Chris Kraus instrumentalisiert ihre Briefe nicht nur, in dem sie Auskunft über sich selbst gibt, über ihre Erfahrungen, die sie während ihrer Kindheit und Jugend in Neuseeland gemacht hat, über ihr Leben und Sich-Durchwursteln in New York, über die Finanzierungsprobleme ihres Films. Nein, vielmehr unternimmt sie – Dick scheint nurmehr Mittel zum Zweck zu sein – kluge essayistische und kunstkritische Exkursionen. Sie porträtiert die Juristin und Menschenrechtsaktivistin Jennifer Harbury und Künstler und Künstlerinnen wie R.B. Kitaj oder Hannah Wilke. Oder sie versucht, wie der Psychoanalytiker und Philosoph Felix Guattari, die Liebe und die Schizophrenie miteinander zu vermengen, überhaupt dieser Krankheit kreative Seiten abzugewinnen, was viel weniger überzeugt als ihre kunstkritischen Erörterungen.

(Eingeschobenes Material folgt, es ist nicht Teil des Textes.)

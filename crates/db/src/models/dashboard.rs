//! Aggregated counts for the back-office dashboard.

use serde::Serialize;
use sqlx::FromRow;

/// Number of rows sharing a status value.
#[derive(Debug, Clone, FromRow, Serialize)]
pub struct StatusCount {
    pub status: String,
    pub count: i64,
}

#[derive(Debug, Clone, Serialize)]
pub struct DashboardStats {
    pub conventions_by_status: Vec<StatusCount>,
    pub agencies_by_status: Vec<StatusCount>,
    pub establishments_total: i64,
    pub searchable_establishments_total: i64,
    pub discussions_total: i64,
    pub assessments_total: i64,
    pub pending_outbox_events: i64,
}
//! Event dispatch and outbound gateways.
//!
//! - [`EventBus`]: in-process fan-out of [`DomainEvent`]s once they have
//!   been dispatched.
//! - [`OutboxCrawler`]: background service that reads the `outbox` table
//!   and hands each event to the registered [`EventSubscriber`]s.
//! - [`delivery`]: email, SMS and monitoring webhook channels.
//! - [`siret`]: business registry lookups.

pub mod bus;
pub mod delivery;
pub mod outbox;
pub mod siret;

pub use bus::{DomainEvent, EventBus};
pub use delivery::email::{
    EmailConfig, EmailError, EmailGateway, EmailMessage, InMemoryEmailGateway, SmtpEmailGateway,
};
pub use delivery::sms::{HttpSmsGateway, InMemorySmsGateway, SmsConfig, SmsError, SmsGateway, SmsMessage};
pub use delivery::webhook::MonitoringNotifier;
pub use outbox::{BatchReport, EventSubscriber, OutboxConfig, OutboxCrawler, SubscriberError};
pub use siret::{
    HttpSiretGateway, OfflineSiretGateway, SiretConfig, SiretError, SiretEstablishment, SiretGateway,
};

Am Ende trifft sie Dick noch einmal bei einer Ausstellungseröffnung. Dabei fühlt Chris sich wie der Held aus Flauberts „Éducation sentimentale“, Frédéric Moreau, als dieser „verspätet und uneingeladen Monsieur Dambreuses elitären Salon betritt“. Scheitert Flauberts Held aber bekanntermaßen auf ganzer Linie, in der Liebe zu einer verheirateten Frau genauso wie beruflich, so gelingt es Kraus doch noch, ihren Film zu realisieren. Heute versteht sie sich vor allem als Schriftstellerin. Nach „I Love Dick“ schrieb sie mehrere weitere Bücher, literarische genauso wie kunstkritische, und im Moment arbeitet Kraus an einer Biografie der 1997 verstorbenen amerikanischen Schriftstellerin Kathy Acker, einer Schwester im Geiste gewissermaßen. Nicht jeder Bildungsroman, der „I Love Dick“ ja auch ist, nimmt ein schmachvolles Ende.

Chris Kraus: I love Dick. Roman. Aus dem amerikanischen Englisch von Kevin Vennemann. Verlag Matthes & Seitz, Berlin 2017. 296 Seiten, 22 €.